Собственно, рассказывать историю науки можно несколькими способами. При историографическом анализе можно выделить основные направления его действия: есть индивидуальный подход, институциональный и содержательный. Кроме того, существует необходимость учета внешних факторов – историографического фона, культуры, политики, экономики того времени, в котором происходят события. Ни один из исследователей не считает, будто какая-то из составляющих может быть опущена, и в идеале хотел бы предоставить безупречно сбалансированный труд, адекватно учитывающий каждый из факторов. Но это вряд ли возможно – отличаются и установки ученых, и материал, с которым они работают.
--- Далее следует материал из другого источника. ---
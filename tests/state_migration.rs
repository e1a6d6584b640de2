// ABOUTME: Integration tests for persisted state: the file store and schema upgrades.
// ABOUTME: Schema 0 documents with map-shaped labels must load as schema 1 state.

use proptest::prelude::*;
use std::collections::BTreeMap;
use std::fs;
use tagkeep::secret::SecretState;
use tagkeep::state::{SCHEMA_VERSION, StateError, StateStore, StoredResource, upgrade_labels};
use tagkeep::tag::TagState;
use tagkeep::types::Label;

fn write_raw(path: std::path::PathBuf, json: serde_json::Value) {
    fs::create_dir_all(path.parent().unwrap()).unwrap();
    fs::write(path, serde_json::to_string_pretty(&json).unwrap()).unwrap();
}

mod upgrade {
    use super::*;

    #[test]
    fn schema_0_secret_labels_become_pairs() {
        let temp = tempfile::tempdir().unwrap();
        let store = StateStore::new(temp.path());
        write_raw(
            store.path::<SecretState>("db-password"),
            serde_json::json!({
                "kind": "secret",
                "state": {
                    "id": "abc123",
                    "name": "db-password",
                    "data": "aHVudGVyMg==",
                    "labels": { "app": "web", "tier": "db" }
                }
            }),
        );

        let state: SecretState = store.load("db-password").unwrap().unwrap();

        let labels: Vec<&Label> = state.labels.iter().collect();
        assert_eq!(
            labels,
            vec![&Label::new("app", "web"), &Label::new("tier", "db")]
        );
        assert_eq!(state.data.as_bytes(), b"hunter2");
        assert!(state.exists());
    }

    #[test]
    fn schema_0_tag_loads_and_rewrites_as_current() {
        let temp = tempfile::tempdir().unwrap();
        let store = StateStore::new(temp.path());
        write_raw(
            store.path::<TagState>("library/nginx"),
            serde_json::json!({
                "schema_version": 0,
                "kind": "tag",
                "state": {
                    "id": "library/nginx",
                    "name": "library/nginx",
                    "pull_triggers": ["v1"],
                    "labels": { "team": "web" },
                    "latest": "sha256:bbb",
                    "full_image_name": "library/nginx@sha256:bbb",
                    "all": ["sha256:bbb", "sha256:aaa"]
                }
            }),
        );

        let state: TagState = store.load("library/nginx").unwrap().unwrap();
        assert_eq!(state.all.len(), 2);
        assert_eq!(state.labels.len(), 1);

        let path = store.save("library/nginx", &state).unwrap();
        let stored: StoredResource =
            serde_json::from_str(&fs::read_to_string(path).unwrap()).unwrap();
        assert_eq!(stored.schema_version, SCHEMA_VERSION);
        assert!(stored.written_at.is_some());
        assert_eq!(
            stored.state["labels"],
            serde_json::json!([{ "label": "team", "value": "web" }])
        );
    }

    #[test]
    fn newer_schema_is_rejected() {
        let stored = StoredResource {
            schema_version: SCHEMA_VERSION + 1,
            kind: "tag".to_string(),
            written_at: None,
            state: serde_json::json!({}),
        };

        let err = stored.decode::<TagState>().unwrap_err();
        assert!(matches!(err, StateError::UnsupportedVersion { found: 2, .. }));
    }

    #[test]
    fn wrong_kind_is_rejected() {
        let stored = StoredResource {
            schema_version: SCHEMA_VERSION,
            kind: "secret".to_string(),
            written_at: None,
            state: serde_json::json!({}),
        };

        let err = stored.decode::<TagState>().unwrap_err();
        assert!(matches!(err, StateError::KindMismatch { .. }));
    }

    #[test]
    fn schema_1_rejects_empty_digest_list() {
        let stored = StoredResource {
            schema_version: SCHEMA_VERSION,
            kind: "tag".to_string(),
            written_at: None,
            state: serde_json::json!({
                "name": "library/nginx",
                "latest": "sha256:aaa",
                "full_image_name": "library/nginx@sha256:aaa",
                "all": []
            }),
        };

        assert!(stored.decode::<TagState>().is_err());
    }

    proptest! {
        #[test]
        fn upgrade_keeps_every_label(map in prop::collection::btree_map("[a-z.]{1,12}", "[ -~]{0,16}", 0..8)) {
            let labels = upgrade_labels(map.clone());

            prop_assert_eq!(labels.len(), map.len());
            prop_assert_eq!(labels.to_map().into_iter().collect::<BTreeMap<_, _>>(), map);
        }
    }
}

mod store {
    use super::*;

    #[test]
    fn missing_state_is_none() {
        let temp = tempfile::tempdir().unwrap();
        let store = StateStore::new(temp.path());

        assert!(store.load::<TagState>("library/nginx").unwrap().is_none());
    }

    #[test]
    fn malformed_file_names_its_path() {
        let temp = tempfile::tempdir().unwrap();
        let store = StateStore::new(temp.path());
        let path = store.path::<TagState>("library/nginx");
        fs::create_dir_all(path.parent().unwrap()).unwrap();
        fs::write(&path, "{ not json").unwrap();

        let err = store.load::<TagState>("library/nginx").unwrap_err();

        assert!(matches!(err, StateError::Malformed { .. }));
        assert!(err.to_string().contains("library_nginx.json"));
    }

    #[test]
    fn remove_tolerates_missing_file() {
        let temp = tempfile::tempdir().unwrap();
        let store = StateStore::new(temp.path());

        store.remove::<SecretState>("never-saved").unwrap();
    }

    #[test]
    fn kinds_are_kept_apart() {
        let store = StateStore::new("/state");

        assert_ne!(
            store.path::<TagState>("x"),
            store.path::<SecretState>("x")
        );
    }
}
Эта книга больше сосредоточена на изучении содержания трудов «периферийных» историков и в меньшей мере касается историй их личной и повседневной жизни или специфики их работы в научных и образовательных организациях.
И коль скоро на первом плане оказывается то, что принято называть «историей идей», это отразилось и в структуре работы. Наверное, для читателя привычнее было бы увидеть всю книгу, исполненную в виде набора очерков, посвященных определенным историкам, которых можно так или иначе отнести к периферийным. Но, во-первых, отчасти это было мною сделано в ряде статей и не хотелось бы сводить книгу к сборнику уже доступных работ (хотя значительное пересечение материала неизбежно). Во-вторых, периферийность, как я ее понимаю, это не личная характеристика, а системная, поэтому у историков, которым довелось побывать на периферии научной системы, между собою может оказаться даже меньше общего, чем у тех, кто остался на более комфортных позициях. Так что дело тут не в персоналиях, а в том, как и почему определенные типы и стили историописания становились нежелательными или даже неприемлемыми, и в том, как менялось это понимание допустимого и недопустимого (со всеми возможными промежуточными градациями) в процессе развития советской историографии.